From the records below, pull each line that has "service".

====== Entries provided ======

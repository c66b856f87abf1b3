//! Fuzz target for loading BIN tables from JSON.

#![no_main]

use card_validator::enrich::MemoryBinLookup;
use libfuzzer_sys::fuzz_target;

fuzz_target!(|data: &str| {
    if let Ok(table) = MemoryBinLookup::from_json(data) {
        for bin in ["000000", "411111", "999999", "4111", "abcdef"] {
            let _ = table.get(bin);
        }
    }
});
//! # card_validator
//!
//! Payment card number validation for Rust.
//!
//! ## Features
//!
//! - Input sanitization (separators stripped, 13 to 19 digits)
//! - Card network classification (Visa, Mastercard, American Express,
//!   Discover, Diners Club, JCB)
//! - Luhn checksum validation
//! - Card number masking for logs
//! - Best-effort BIN enrichment from a binlist-compatible HTTP service
//! - Multiple interfaces: library, CLI, REST API
//!
//! ## Quick Start
//!
//! ```rust
//! use card_validator::{card_type, is_valid_card_number, validate_simple, CardType};
//!
//! // Validate without contacting the BIN service
//! let result = validate_simple("4111-1111-1111-1111").unwrap();
//! assert!(result.valid);
//! assert_eq!(result.card_type, CardType::Visa);
//! assert_eq!(result.bin, "411111");
//! assert_eq!(result.last_four, "1111");
//!
//! // Safe for logging - never exposes the middle digits
//! assert_eq!(result.masked(), "4111********1111");
//!
//! // Quick checks
//! assert!(is_valid_card_number("4111111111111111"));
//! assert!(!is_valid_card_number("4111111111111112"));
//! assert_eq!(card_type("378282246310005"), CardType::Amex);
//! ```
//!
//! ## BIN Enrichment
//!
//! ```rust,no_run
//! use card_validator::{Validator, ValidatorConfig};
//!
//! # async fn run() -> Result<(), Box<dyn std::error::Error>> {
//! let validator = Validator::new(ValidatorConfig::default())?;
//! let result = validator.validate_card("4571 7360 0000 0075").await?;
//! if result.is_enriched() {
//!     println!("{} issued by {}", result.card_brand, result.bank.name);
//! }
//! # Ok(())
//! # }
//! ```
//!
//! Lookup failures are logged and never turn a result into an error.
//!
//! ## Supported Networks
//!
//! | Network | Prefix | Length |
//! |---------|--------|--------|
//! | Visa | 4 | 13-19 |
//! | Mastercard | 51-55, 2221-2720 | 16 |
//! | Discover | 6 | 16 |
//! | American Express | 34, 37 | 15 |
//! | Diners Club | 30, 36, 38 | 14 |
//! | JCB | 35 | 16 |
//!
//! ## Feature Flags
//!
//! | Feature | Description |
//! |---------|-------------|
//! | `cli` | Command-line tool |
//! | `server` | REST API with Swagger UI and Prometheus metrics |
//!
//! ## Security
//!
//! - Sanitized card numbers are zeroized when a `ValidationResult` is dropped
//! - `Debug` on `ValidationResult` shows the masked number only
//! - Log lines carry the masked number or no number at all
//! - No unsafe code (`#![deny(unsafe_code)]`)

#![warn(missing_docs)]
#![warn(clippy::all)]
#![deny(unsafe_code)]

pub mod card;
pub mod config;
pub mod detect;
pub mod enrich;
pub mod error;
pub mod luhn;
pub mod mask;
#[cfg(feature = "server")]
pub mod metrics;
pub mod sanitize;
#[cfg(feature = "server")]
pub mod server;
pub mod validate;

// Re-export main types at crate root
pub use card::{
    BankInfo, CardType, CountryInfo, ValidationResult, BIN_LENGTH, MAX_CARD_DIGITS,
    MIN_CARD_DIGITS,
};
pub use config::ValidatorConfig;
pub use detect::classify;
pub use enrich::{BinLookup, EnrichmentResult, HttpBinLookup, MemoryBinLookup};
pub use error::{BuildError, ConfigError, EnrichmentError, SanitizeError};
pub use luhn::luhn_check;
pub use mask::mask_for_logging;
pub use sanitize::sanitize;
pub use validate::{card_type, is_valid_card_number, validate_simple, Validator};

======

> Task solution:
//! - Best-effort BIN enrichment from a binlist-compatible HTTP service
//! // Validate without contacting the BIN service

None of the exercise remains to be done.